## Required work
Read the records below and copy each line that contains "FetchEngine".

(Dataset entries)
######

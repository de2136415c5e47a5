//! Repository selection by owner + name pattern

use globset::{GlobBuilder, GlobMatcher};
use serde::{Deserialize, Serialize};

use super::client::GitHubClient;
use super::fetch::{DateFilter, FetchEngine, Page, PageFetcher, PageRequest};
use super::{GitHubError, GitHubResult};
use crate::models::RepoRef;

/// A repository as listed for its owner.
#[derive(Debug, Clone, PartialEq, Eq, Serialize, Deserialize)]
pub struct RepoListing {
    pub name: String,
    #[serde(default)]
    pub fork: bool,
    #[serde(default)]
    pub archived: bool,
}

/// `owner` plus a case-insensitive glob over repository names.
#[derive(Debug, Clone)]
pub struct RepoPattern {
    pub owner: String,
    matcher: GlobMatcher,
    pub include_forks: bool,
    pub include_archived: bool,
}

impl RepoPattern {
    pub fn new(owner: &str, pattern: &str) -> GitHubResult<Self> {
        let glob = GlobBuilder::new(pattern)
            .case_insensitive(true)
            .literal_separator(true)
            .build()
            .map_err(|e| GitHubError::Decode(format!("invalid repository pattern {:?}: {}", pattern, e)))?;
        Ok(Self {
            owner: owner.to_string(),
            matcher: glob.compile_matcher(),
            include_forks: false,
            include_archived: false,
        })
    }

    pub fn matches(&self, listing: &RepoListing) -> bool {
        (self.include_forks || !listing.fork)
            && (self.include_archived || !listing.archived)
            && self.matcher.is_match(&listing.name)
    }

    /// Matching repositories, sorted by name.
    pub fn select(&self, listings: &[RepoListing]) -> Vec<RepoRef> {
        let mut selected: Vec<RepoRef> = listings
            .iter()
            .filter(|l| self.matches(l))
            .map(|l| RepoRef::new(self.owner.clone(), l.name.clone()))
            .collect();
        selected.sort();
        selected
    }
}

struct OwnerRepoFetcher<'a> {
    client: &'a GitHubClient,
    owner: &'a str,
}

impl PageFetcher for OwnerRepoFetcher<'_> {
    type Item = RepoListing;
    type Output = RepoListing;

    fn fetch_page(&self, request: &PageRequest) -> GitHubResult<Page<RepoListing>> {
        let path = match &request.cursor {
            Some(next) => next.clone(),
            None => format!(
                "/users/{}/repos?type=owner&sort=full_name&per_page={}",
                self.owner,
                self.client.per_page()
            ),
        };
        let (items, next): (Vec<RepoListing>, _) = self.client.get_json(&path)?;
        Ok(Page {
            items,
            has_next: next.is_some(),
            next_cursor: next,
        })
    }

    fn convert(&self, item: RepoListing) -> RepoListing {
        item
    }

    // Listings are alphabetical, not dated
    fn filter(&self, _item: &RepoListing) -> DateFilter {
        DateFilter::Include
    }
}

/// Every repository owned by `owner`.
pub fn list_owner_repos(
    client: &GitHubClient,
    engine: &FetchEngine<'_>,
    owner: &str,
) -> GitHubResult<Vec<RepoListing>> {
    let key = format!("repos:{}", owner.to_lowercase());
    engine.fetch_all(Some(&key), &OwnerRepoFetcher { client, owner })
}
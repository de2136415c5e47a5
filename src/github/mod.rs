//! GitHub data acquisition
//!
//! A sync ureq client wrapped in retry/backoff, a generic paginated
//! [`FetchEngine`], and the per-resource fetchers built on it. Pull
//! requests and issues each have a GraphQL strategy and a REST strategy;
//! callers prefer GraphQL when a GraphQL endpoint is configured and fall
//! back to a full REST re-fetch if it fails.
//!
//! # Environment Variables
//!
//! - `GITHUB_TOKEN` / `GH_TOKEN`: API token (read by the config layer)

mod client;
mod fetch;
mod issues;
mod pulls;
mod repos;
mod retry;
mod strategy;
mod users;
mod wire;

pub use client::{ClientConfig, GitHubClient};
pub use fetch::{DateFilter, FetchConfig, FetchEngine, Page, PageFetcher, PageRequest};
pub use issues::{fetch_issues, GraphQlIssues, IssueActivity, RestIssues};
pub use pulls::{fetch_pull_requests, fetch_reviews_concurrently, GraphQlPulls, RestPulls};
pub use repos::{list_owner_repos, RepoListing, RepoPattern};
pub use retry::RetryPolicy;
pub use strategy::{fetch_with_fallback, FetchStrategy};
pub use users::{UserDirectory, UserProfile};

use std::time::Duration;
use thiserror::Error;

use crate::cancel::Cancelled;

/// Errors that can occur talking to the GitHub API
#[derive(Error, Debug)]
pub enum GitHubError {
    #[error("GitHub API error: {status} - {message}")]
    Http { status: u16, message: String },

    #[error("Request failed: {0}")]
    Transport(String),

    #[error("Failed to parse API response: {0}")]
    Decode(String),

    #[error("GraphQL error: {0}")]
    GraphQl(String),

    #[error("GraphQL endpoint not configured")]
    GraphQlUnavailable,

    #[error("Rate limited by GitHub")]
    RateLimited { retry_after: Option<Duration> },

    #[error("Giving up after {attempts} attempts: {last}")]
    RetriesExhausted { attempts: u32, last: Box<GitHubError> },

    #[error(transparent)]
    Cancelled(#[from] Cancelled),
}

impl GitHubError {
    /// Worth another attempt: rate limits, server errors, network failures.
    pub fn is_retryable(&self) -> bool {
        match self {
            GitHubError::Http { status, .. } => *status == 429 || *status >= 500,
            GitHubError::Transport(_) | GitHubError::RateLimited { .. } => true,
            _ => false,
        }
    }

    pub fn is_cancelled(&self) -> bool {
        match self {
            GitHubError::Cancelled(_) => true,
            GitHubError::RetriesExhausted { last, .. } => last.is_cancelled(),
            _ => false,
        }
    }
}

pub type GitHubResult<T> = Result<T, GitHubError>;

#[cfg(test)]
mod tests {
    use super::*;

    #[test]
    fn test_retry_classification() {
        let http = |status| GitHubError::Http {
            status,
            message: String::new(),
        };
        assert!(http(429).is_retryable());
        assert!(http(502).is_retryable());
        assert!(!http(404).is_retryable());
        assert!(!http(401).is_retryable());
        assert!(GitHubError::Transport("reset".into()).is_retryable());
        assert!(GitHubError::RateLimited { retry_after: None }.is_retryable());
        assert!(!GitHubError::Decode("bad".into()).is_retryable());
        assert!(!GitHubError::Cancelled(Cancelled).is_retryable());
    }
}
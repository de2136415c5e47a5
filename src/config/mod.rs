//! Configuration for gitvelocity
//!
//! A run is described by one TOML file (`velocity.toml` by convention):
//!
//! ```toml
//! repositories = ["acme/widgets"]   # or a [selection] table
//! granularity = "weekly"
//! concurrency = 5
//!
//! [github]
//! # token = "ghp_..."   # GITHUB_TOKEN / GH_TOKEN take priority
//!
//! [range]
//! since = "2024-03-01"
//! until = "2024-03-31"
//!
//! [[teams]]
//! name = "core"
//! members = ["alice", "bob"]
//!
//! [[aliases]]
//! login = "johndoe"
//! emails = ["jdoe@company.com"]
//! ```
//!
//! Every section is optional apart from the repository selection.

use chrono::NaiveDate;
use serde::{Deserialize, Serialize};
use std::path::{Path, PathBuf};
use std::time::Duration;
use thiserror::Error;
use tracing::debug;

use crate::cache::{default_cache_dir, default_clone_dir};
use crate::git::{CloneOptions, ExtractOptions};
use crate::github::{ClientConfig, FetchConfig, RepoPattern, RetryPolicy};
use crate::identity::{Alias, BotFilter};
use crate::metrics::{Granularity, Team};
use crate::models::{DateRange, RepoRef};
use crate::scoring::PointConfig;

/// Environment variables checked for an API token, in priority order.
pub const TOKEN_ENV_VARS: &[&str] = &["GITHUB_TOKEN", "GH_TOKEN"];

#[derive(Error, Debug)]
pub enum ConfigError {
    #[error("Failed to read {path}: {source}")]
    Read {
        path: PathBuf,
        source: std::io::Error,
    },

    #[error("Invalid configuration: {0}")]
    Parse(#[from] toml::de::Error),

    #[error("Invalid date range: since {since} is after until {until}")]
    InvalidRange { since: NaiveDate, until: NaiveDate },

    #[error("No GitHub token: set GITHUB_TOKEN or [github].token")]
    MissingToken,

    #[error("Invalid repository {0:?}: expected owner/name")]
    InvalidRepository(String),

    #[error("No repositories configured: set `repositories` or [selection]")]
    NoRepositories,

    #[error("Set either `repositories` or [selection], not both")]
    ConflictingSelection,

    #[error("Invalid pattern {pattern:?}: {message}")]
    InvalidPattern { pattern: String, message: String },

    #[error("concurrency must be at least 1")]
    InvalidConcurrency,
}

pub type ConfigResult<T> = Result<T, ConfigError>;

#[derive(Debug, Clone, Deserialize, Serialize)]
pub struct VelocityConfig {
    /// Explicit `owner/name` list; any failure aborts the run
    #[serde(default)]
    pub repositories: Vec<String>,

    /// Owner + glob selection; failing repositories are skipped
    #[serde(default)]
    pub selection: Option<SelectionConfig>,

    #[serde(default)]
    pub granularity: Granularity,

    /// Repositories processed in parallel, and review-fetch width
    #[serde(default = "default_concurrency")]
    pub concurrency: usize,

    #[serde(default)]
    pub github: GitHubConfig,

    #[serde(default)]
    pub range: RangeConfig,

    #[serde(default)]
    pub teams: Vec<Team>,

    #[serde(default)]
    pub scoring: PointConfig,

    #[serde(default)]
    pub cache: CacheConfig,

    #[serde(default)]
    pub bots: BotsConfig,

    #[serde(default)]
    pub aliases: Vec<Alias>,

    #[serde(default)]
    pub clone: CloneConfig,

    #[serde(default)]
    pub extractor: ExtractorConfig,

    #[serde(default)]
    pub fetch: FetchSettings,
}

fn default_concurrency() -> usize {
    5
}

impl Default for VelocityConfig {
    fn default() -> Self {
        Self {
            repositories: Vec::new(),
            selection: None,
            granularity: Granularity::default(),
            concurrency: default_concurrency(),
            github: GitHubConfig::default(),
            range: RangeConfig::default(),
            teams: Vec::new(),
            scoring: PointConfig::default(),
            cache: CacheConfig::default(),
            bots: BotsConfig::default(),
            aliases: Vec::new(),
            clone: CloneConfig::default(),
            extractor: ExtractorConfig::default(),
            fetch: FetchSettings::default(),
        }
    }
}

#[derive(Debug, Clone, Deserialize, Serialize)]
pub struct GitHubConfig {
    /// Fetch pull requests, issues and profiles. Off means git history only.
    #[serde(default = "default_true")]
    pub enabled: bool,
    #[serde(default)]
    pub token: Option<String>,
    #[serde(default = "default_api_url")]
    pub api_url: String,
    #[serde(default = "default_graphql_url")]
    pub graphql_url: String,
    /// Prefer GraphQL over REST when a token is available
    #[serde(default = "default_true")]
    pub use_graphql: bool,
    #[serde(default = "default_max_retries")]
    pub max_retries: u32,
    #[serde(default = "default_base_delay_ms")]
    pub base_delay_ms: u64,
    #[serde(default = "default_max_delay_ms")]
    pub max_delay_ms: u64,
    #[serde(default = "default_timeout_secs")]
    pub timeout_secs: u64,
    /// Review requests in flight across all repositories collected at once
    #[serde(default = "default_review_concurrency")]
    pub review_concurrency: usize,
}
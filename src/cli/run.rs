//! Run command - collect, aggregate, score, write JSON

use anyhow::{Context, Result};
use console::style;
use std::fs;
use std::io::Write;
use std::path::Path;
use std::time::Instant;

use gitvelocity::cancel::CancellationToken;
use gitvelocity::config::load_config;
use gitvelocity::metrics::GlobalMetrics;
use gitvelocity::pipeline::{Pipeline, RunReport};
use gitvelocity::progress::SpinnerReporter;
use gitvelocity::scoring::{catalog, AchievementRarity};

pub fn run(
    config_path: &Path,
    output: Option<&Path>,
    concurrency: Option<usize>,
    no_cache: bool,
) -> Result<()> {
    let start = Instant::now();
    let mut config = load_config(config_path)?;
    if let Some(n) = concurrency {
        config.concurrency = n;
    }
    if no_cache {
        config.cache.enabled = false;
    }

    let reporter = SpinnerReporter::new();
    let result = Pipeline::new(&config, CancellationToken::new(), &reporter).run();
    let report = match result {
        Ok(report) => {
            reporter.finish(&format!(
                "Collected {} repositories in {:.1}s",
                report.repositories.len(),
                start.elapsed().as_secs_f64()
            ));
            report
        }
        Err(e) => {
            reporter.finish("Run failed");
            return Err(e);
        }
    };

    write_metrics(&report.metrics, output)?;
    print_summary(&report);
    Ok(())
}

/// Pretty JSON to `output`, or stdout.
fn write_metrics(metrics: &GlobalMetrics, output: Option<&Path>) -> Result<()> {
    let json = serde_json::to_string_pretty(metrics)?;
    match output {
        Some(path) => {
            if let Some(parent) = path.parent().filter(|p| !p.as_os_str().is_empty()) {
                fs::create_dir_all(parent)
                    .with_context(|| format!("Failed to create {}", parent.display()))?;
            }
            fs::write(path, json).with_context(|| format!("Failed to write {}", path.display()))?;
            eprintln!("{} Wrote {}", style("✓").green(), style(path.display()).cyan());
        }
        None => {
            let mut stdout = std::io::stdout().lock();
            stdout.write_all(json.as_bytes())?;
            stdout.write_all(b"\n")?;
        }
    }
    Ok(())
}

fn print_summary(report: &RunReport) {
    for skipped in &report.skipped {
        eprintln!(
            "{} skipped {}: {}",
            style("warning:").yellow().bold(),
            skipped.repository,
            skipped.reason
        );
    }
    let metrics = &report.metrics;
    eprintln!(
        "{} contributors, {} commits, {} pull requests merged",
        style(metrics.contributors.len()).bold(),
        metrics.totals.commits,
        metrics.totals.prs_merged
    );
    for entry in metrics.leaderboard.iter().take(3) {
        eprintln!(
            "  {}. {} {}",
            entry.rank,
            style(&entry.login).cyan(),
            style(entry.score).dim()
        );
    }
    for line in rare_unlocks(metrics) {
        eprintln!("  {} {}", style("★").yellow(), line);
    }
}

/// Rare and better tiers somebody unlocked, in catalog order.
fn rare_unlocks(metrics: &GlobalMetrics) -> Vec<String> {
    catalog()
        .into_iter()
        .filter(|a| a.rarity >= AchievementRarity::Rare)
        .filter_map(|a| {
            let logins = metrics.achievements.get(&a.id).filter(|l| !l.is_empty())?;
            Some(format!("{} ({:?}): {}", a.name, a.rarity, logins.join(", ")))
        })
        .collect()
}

######

## Task result
use super::fetch::{DateFilter, FetchEngine, Page, PageFetcher, PageRequest};
    engine: &FetchEngine<'_>,
//! [`FetchEngine`], and the per-resource fetchers built on it. Pull
pub use fetch::{DateFilter, FetchConfig, FetchEngine, Page, PageFetcher, PageRequest};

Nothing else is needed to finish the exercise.